Material supplied section start

//! HTTP clients for the backend services.

mod auth;
mod client;
mod error;
mod expense;
mod market_data;
mod portfolio;

pub use auth::AuthClient;
pub use client::{build_http_client, ServiceClient};
pub use error::{ApiError, LookupError};
pub use expense::ExpenseClient;
pub use market_data::{MarketDataClient, PriceLookup};
pub use portfolio::{HoldingSet, PortfolioClient};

Material supplied section end

__Task to complete__:
The expected answer is a copy of each line in the records that holds the word "error".

__Answer for the task__:
mod error;
pub use error::{ApiError, LookupError};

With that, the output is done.